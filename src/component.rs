//! The `Markdown` Leptos component.

use crate::filter::{ElementPredicate, FilterConfig, UrlTransform};
use crate::parse::{EventPlugin, TreeOptions, default_markdown_options};
use crate::pipeline::{PipelineConfig, RenderPipeline, TreePlugin};
use crate::render::Renderers;
use crate::url::default_url_transform;
use leptos::prelude::*;
use leptos::task::spawn_local;
use pulldown_cmark::Options;
use std::rc::Rc;

/// Renders a reactive markdown source string as sanitized HTML.
///
/// Every change to `src` re-runs the parse → transform → filter pipeline and
/// replaces the content of the component's container `<div>`. Updates may
/// overlap when render-side plugins are asynchronous; only the most recently
/// issued update is ever mounted.
///
/// ```ignore
/// let src = RwSignal::new("# hello".to_string());
/// view! { <Markdown src=src/> }
/// ```
#[component]
pub fn Markdown(
    /// The markdown source text.
    #[prop(into)]
    src: Signal<String>,
    /// Tags to keep; everything else is removed. Takes priority over
    /// `disallowed_elements`.
    #[prop(optional)]
    allowed_elements: Option<Vec<String>>,
    /// Tags to remove.
    #[prop(optional)]
    disallowed_elements: Option<Vec<String>>,
    /// Custom per-element keep/remove decision, consulted after the lists.
    #[prop(optional)]
    allow_element: Option<ElementPredicate>,
    /// Per-tag renderer overrides.
    #[prop(optional)]
    components: Renderers,
    /// Parse-side plugins mapping the markdown event stream.
    #[prop(optional)]
    event_plugins: Vec<Rc<dyn EventPlugin>>,
    /// Render-side plugins transforming the document tree; may be async.
    #[prop(optional)]
    tree_plugins: Vec<Rc<dyn TreePlugin>>,
    /// Markdown extensions; defaults to tables, strikethrough, footnotes,
    /// and task lists.
    #[prop(optional)]
    markdown_options: Option<Options>,
    /// Options forwarded to the tree-conversion stage.
    #[prop(optional)]
    tree_options: TreeOptions,
    /// Remove raw HTML instead of displaying it as escaped text.
    #[prop(optional)]
    skip_html: bool,
    /// Splice the children of removed elements into their place.
    #[prop(optional)]
    unwrap_disallowed: bool,
    /// URL rewriter for URL-bearing attributes; defaults to the sanitizer.
    #[prop(optional)]
    url_transform: Option<UrlTransform>,
) -> impl IntoView {
    let filter = FilterConfig {
        allowed_elements,
        disallowed_elements,
        allow_element,
        unwrap_disallowed,
        skip_html,
        url_transform: url_transform.unwrap_or_else(default_url_transform),
    };
    let pipeline = RenderPipeline::new(PipelineConfig {
        markdown_options: markdown_options.unwrap_or_else(default_markdown_options),
        tree_options,
        event_plugins,
        tree_plugins,
        filter,
        renderers: components,
    });

    let html = RwSignal::new(String::new());

    Effect::new(move |_| {
        let update = src.with(|source| pipeline.update(source));
        spawn_local(async move {
            match update.await {
                Ok(Some(rendered)) => html.set(rendered),
                Ok(None) => {}
                Err(e) => log::error!("markdown transform failed: {e}"),
            }
        });
    });

    view! { <div class="markdown-view" inner_html=move || html.get()></div> }
}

···

> **Work request**
Output, from the data above, the lines from the line with "after the lists." to the line with "let pipeline = RenderPipeline::new(PipelineConfig" exactly as they stand, both ends included and nothing else.

> **Task answer**
    /// Custom per-element keep/remove decision, consulted after the lists.
    #[prop(optional)]
    allow_element: Option<ElementPredicate>,
    /// Per-tag renderer overrides.
    #[prop(optional)]
    components: Renderers,
    /// Parse-side plugins mapping the markdown event stream.
    #[prop(optional)]
    event_plugins: Vec<Rc<dyn EventPlugin>>,
    /// Render-side plugins transforming the document tree; may be async.
    #[prop(optional)]
    tree_plugins: Vec<Rc<dyn TreePlugin>>,
    /// Markdown extensions; defaults to tables, strikethrough, footnotes,
    /// and task lists.
    #[prop(optional)]
    markdown_options: Option<Options>,
    /// Options forwarded to the tree-conversion stage.
    #[prop(optional)]
    tree_options: TreeOptions,
    /// Remove raw HTML instead of displaying it as escaped text.
    #[prop(optional)]
    skip_html: bool,
    /// Splice the children of removed elements into their place.
    #[prop(optional)]
    unwrap_disallowed: bool,
    /// URL rewriter for URL-bearing attributes; defaults to the sanitizer.
    #[prop(optional)]
    url_transform: Option<UrlTransform>,
) -> impl IntoView {
    let filter = FilterConfig {
        allowed_elements,
        disallowed_elements,
        allow_element,
        unwrap_disallowed,
        skip_html,
        url_transform: url_transform.unwrap_or_else(default_url_transform),
    };
    let pipeline = RenderPipeline::new(PipelineConfig {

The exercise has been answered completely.